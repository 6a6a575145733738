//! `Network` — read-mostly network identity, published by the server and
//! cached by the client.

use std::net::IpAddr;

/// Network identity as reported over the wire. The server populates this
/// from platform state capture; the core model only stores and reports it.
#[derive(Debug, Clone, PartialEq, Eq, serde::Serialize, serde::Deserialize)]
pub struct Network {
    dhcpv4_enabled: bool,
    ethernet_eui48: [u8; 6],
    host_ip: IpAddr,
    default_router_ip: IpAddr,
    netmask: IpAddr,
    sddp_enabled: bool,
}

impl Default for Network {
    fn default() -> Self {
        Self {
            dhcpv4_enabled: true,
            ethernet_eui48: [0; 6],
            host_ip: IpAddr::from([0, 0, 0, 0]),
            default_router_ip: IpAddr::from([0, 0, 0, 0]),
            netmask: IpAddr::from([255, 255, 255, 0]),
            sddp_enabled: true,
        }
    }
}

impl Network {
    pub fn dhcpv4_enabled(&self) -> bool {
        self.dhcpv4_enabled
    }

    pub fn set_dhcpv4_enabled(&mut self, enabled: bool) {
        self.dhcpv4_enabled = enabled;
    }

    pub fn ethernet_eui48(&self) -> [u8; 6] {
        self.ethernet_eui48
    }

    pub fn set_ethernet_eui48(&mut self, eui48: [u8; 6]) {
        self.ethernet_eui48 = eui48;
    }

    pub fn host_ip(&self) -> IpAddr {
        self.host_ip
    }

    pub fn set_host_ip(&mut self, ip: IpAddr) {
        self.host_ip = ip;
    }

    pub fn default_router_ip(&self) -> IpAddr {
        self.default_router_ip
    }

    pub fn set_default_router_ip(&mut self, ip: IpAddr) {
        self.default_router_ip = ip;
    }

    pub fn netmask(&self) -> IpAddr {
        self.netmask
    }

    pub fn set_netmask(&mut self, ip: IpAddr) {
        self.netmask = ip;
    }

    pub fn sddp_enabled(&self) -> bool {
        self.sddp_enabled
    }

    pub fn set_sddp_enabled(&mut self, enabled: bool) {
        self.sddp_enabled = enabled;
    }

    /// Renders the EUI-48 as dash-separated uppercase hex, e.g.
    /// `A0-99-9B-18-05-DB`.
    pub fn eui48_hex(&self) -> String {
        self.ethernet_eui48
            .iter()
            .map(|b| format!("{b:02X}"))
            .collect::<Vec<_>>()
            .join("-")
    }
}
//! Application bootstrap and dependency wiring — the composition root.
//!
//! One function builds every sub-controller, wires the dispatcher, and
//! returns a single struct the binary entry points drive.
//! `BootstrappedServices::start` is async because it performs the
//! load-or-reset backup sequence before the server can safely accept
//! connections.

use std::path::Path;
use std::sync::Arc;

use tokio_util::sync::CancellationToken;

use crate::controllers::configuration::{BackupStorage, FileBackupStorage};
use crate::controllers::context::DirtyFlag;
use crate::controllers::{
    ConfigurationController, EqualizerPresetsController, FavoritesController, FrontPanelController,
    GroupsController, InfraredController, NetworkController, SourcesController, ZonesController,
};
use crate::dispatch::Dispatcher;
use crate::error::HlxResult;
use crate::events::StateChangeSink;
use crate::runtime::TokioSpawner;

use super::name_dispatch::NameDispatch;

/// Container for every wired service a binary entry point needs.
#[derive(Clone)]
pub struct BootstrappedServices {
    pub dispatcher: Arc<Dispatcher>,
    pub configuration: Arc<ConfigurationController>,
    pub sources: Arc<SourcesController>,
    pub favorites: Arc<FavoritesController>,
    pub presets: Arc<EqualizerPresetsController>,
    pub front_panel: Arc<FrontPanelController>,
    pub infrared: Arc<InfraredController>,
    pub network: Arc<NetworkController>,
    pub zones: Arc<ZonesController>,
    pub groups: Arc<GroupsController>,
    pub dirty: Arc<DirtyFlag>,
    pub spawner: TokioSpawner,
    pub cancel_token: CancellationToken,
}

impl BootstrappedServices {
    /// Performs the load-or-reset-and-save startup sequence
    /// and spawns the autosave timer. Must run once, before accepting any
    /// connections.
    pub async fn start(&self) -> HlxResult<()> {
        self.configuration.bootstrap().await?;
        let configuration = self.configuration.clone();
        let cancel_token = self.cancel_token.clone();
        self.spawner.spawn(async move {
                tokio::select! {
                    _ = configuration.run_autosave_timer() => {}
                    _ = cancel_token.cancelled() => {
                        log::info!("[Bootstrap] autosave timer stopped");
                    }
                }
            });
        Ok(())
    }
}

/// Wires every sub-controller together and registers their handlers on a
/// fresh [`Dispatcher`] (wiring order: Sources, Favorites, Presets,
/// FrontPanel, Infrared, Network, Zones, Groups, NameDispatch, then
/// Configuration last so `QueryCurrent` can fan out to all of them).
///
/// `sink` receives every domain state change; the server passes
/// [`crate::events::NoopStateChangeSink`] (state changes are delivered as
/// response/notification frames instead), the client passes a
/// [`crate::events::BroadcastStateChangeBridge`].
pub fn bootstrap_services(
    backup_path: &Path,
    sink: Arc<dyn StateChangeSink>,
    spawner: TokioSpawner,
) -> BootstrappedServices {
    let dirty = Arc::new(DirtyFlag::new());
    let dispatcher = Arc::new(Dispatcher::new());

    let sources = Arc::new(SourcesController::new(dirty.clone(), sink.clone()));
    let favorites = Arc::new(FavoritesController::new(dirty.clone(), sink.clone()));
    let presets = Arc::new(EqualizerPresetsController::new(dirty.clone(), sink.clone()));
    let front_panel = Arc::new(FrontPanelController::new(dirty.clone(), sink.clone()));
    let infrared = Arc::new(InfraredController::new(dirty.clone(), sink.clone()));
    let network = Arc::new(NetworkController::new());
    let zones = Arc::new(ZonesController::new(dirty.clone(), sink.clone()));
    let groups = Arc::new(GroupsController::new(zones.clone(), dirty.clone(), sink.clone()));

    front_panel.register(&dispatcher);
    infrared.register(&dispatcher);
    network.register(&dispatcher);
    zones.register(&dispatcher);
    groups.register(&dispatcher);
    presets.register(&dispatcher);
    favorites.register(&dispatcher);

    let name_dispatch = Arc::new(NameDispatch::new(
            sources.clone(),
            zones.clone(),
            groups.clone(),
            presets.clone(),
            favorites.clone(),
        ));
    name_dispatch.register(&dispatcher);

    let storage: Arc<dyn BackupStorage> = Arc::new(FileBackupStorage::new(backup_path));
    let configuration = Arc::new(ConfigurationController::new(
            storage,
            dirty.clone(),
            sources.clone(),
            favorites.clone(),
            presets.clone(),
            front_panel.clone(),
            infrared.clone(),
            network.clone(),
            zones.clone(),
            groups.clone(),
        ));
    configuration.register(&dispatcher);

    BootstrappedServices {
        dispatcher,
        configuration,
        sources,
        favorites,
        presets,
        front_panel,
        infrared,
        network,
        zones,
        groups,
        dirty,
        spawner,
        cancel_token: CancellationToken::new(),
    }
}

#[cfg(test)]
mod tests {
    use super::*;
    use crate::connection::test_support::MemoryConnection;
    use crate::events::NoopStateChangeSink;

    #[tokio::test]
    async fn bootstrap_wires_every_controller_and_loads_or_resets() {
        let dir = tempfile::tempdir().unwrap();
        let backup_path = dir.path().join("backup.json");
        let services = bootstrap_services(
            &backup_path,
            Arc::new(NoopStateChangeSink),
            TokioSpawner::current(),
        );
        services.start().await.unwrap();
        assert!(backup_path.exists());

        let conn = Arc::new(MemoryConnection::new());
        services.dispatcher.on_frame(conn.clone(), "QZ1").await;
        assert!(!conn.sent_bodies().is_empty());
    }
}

--*--

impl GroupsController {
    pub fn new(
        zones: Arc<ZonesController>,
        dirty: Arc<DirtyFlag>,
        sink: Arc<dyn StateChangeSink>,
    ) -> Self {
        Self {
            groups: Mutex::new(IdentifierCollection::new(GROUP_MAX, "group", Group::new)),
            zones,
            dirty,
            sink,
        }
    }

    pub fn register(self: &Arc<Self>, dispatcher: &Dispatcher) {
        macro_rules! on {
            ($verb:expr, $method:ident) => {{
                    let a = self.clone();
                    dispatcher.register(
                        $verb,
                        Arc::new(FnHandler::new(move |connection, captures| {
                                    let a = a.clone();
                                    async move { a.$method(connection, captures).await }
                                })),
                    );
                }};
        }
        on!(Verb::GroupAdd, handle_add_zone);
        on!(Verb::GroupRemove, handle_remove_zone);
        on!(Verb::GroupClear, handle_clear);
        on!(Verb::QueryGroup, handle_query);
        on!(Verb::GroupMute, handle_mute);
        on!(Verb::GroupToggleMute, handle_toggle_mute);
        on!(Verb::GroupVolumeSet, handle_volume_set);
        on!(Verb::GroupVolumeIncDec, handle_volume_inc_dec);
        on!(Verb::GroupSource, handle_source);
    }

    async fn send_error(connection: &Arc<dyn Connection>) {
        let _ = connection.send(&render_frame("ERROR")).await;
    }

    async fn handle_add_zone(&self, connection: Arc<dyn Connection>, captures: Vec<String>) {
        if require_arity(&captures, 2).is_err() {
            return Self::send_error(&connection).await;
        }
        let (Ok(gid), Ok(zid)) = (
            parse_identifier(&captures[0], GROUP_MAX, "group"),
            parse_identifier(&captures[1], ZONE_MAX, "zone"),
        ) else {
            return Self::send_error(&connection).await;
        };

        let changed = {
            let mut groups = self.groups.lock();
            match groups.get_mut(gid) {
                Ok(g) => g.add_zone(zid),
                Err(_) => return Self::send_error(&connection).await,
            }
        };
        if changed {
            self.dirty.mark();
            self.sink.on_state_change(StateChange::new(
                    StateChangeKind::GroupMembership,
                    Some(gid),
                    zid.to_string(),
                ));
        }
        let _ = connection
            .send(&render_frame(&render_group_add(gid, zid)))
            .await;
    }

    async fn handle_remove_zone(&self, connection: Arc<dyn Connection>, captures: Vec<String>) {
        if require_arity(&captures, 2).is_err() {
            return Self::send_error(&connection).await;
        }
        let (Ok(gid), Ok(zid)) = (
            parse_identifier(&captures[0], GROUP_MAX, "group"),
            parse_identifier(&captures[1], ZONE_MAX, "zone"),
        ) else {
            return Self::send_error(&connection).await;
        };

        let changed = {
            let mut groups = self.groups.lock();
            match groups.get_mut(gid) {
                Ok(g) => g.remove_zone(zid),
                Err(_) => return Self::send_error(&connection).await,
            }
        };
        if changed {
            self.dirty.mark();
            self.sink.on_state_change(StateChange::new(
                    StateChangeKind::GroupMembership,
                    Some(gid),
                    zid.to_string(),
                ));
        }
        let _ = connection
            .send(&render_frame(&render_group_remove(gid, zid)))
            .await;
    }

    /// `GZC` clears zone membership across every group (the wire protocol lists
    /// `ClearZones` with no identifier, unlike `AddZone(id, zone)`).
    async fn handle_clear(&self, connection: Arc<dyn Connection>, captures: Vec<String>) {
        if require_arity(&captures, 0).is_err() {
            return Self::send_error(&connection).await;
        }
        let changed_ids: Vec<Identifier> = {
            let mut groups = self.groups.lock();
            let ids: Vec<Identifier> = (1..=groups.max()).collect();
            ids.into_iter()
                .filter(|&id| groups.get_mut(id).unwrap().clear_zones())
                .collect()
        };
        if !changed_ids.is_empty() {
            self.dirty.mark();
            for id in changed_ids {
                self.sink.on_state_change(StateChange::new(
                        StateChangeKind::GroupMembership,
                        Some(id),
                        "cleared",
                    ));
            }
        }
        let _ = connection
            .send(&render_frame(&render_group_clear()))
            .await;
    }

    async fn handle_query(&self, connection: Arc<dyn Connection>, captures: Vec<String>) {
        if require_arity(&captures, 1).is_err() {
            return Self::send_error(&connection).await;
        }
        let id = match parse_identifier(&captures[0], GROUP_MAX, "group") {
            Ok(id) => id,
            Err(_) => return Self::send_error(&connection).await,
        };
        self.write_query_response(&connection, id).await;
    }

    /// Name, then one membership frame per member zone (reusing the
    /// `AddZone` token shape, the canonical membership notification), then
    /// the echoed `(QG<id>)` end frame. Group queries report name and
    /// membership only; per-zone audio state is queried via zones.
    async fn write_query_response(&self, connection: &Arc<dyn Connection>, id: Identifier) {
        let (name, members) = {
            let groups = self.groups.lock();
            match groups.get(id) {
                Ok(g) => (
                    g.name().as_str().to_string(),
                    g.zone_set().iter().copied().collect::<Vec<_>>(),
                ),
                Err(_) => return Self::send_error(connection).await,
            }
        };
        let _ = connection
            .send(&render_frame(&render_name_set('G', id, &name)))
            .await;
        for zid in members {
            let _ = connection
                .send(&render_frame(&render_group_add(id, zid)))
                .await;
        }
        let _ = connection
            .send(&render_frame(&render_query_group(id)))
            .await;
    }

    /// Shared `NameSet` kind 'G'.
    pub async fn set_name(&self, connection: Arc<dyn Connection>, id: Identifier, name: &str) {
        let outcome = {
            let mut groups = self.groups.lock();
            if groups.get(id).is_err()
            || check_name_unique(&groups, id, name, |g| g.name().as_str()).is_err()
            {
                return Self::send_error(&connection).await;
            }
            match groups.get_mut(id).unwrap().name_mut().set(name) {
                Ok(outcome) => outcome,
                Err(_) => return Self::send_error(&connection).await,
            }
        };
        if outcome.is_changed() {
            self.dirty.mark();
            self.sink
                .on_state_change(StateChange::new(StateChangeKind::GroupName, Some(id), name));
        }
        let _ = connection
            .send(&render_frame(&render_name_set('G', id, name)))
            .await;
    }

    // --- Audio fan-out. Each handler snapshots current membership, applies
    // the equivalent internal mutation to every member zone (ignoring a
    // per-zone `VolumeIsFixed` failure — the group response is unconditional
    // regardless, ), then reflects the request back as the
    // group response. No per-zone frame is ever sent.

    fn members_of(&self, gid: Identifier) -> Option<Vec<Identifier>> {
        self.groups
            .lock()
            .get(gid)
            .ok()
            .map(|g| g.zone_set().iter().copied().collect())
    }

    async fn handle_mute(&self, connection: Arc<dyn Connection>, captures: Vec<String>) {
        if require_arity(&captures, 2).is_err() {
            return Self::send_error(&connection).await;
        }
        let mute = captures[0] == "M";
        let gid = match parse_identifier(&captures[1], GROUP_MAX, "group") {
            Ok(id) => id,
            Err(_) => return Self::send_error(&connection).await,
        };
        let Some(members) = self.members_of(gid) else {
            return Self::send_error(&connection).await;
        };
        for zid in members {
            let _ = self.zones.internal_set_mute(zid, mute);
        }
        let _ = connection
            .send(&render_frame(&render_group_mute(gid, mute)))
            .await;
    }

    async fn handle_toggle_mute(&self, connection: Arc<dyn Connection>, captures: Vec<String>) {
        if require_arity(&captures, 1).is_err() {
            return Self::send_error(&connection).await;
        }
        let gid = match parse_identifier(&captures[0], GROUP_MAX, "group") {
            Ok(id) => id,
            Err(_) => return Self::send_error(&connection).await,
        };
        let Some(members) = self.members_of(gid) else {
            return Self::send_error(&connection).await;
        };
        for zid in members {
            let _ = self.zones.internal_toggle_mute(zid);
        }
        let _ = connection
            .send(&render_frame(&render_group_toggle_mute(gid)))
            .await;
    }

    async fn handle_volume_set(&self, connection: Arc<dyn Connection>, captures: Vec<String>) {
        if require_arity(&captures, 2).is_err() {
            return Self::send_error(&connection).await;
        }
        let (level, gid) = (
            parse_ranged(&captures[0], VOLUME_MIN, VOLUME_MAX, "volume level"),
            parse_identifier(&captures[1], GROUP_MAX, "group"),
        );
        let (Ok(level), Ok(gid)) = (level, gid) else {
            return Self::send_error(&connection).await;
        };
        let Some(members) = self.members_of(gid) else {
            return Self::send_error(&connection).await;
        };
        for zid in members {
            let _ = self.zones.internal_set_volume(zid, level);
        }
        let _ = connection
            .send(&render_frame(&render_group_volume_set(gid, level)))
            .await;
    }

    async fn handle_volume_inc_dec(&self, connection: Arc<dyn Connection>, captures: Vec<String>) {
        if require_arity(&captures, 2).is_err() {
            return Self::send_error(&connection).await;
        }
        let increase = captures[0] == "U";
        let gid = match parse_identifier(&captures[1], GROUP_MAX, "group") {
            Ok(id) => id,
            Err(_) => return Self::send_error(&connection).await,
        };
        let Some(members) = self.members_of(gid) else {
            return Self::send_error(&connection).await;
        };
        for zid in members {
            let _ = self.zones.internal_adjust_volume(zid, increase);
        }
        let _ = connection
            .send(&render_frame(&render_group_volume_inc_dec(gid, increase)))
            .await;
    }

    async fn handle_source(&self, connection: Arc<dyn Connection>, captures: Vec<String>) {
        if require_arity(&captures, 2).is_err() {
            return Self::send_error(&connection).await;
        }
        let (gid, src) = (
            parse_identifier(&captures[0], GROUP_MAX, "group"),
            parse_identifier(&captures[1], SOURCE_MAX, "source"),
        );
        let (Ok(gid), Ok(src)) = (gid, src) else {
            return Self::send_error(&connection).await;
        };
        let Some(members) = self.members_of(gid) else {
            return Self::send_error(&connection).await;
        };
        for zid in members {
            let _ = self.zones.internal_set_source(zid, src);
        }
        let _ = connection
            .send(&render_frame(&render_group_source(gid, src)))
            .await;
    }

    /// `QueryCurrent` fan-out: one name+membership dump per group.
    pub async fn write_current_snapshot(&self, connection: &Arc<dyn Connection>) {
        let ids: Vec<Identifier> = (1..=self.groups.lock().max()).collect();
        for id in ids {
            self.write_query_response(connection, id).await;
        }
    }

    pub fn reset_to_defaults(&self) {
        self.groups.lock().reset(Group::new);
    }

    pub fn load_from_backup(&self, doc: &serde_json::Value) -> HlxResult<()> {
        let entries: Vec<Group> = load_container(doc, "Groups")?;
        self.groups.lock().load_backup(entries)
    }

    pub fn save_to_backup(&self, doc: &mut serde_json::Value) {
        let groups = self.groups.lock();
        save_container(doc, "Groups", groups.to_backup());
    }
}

--*--

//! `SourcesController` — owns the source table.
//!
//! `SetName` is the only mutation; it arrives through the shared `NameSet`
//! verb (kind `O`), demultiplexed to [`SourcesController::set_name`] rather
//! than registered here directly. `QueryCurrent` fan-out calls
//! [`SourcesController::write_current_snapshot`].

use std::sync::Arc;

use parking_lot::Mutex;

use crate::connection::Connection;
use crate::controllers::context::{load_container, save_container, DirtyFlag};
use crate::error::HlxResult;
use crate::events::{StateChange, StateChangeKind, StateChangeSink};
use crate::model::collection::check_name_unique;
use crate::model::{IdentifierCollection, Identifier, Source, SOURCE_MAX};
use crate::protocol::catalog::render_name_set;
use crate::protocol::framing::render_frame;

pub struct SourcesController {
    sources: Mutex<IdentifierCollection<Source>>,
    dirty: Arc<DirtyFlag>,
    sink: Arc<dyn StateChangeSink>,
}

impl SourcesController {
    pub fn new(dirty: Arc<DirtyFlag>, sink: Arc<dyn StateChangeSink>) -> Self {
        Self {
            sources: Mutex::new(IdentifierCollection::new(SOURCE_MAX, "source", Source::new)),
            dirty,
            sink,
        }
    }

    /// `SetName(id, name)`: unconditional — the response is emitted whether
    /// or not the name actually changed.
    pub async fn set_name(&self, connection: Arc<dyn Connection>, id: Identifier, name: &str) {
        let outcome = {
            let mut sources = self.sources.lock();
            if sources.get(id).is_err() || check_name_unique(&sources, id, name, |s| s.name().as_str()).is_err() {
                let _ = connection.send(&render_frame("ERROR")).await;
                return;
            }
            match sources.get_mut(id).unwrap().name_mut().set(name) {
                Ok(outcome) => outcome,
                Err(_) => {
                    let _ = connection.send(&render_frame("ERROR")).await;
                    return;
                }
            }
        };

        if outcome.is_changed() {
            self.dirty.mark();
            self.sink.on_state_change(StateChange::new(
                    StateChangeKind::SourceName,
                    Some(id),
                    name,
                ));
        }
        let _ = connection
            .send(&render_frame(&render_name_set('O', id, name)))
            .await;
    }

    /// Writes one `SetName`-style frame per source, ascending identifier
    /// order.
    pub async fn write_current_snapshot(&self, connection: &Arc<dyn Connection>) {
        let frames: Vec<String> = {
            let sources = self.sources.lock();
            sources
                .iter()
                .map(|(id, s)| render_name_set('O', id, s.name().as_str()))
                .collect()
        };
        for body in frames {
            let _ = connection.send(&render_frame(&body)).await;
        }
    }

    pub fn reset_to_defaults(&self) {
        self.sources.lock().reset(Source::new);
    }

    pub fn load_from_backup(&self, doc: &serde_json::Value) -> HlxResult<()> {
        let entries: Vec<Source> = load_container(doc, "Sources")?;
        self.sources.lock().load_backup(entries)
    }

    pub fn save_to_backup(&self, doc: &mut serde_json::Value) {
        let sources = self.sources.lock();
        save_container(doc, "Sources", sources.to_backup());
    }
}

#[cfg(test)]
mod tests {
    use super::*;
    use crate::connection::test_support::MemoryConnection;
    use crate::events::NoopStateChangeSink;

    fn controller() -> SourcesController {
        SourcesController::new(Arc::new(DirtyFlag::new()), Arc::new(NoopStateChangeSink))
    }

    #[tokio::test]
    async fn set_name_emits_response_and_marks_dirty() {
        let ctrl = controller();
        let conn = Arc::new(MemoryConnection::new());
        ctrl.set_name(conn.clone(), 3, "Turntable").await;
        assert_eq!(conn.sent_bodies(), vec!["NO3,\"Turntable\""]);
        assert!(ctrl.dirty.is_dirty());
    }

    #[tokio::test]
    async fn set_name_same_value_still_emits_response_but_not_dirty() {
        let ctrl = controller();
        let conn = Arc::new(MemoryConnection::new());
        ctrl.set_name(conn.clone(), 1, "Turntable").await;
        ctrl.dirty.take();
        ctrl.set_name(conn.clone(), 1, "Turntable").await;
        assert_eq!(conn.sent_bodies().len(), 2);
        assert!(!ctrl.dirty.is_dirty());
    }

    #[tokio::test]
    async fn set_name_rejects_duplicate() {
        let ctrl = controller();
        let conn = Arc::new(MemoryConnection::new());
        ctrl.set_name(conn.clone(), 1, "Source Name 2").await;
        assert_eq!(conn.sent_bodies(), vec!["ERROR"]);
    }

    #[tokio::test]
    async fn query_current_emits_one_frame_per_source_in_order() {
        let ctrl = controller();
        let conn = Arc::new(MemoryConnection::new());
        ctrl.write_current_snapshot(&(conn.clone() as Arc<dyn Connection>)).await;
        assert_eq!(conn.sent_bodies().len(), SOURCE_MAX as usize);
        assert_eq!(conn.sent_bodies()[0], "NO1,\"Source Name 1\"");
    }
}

--*--

Problem to solve —
Say how many lines in the preceding material include the word "Mutex", with no other words in the reply.

Response to this exercise —
4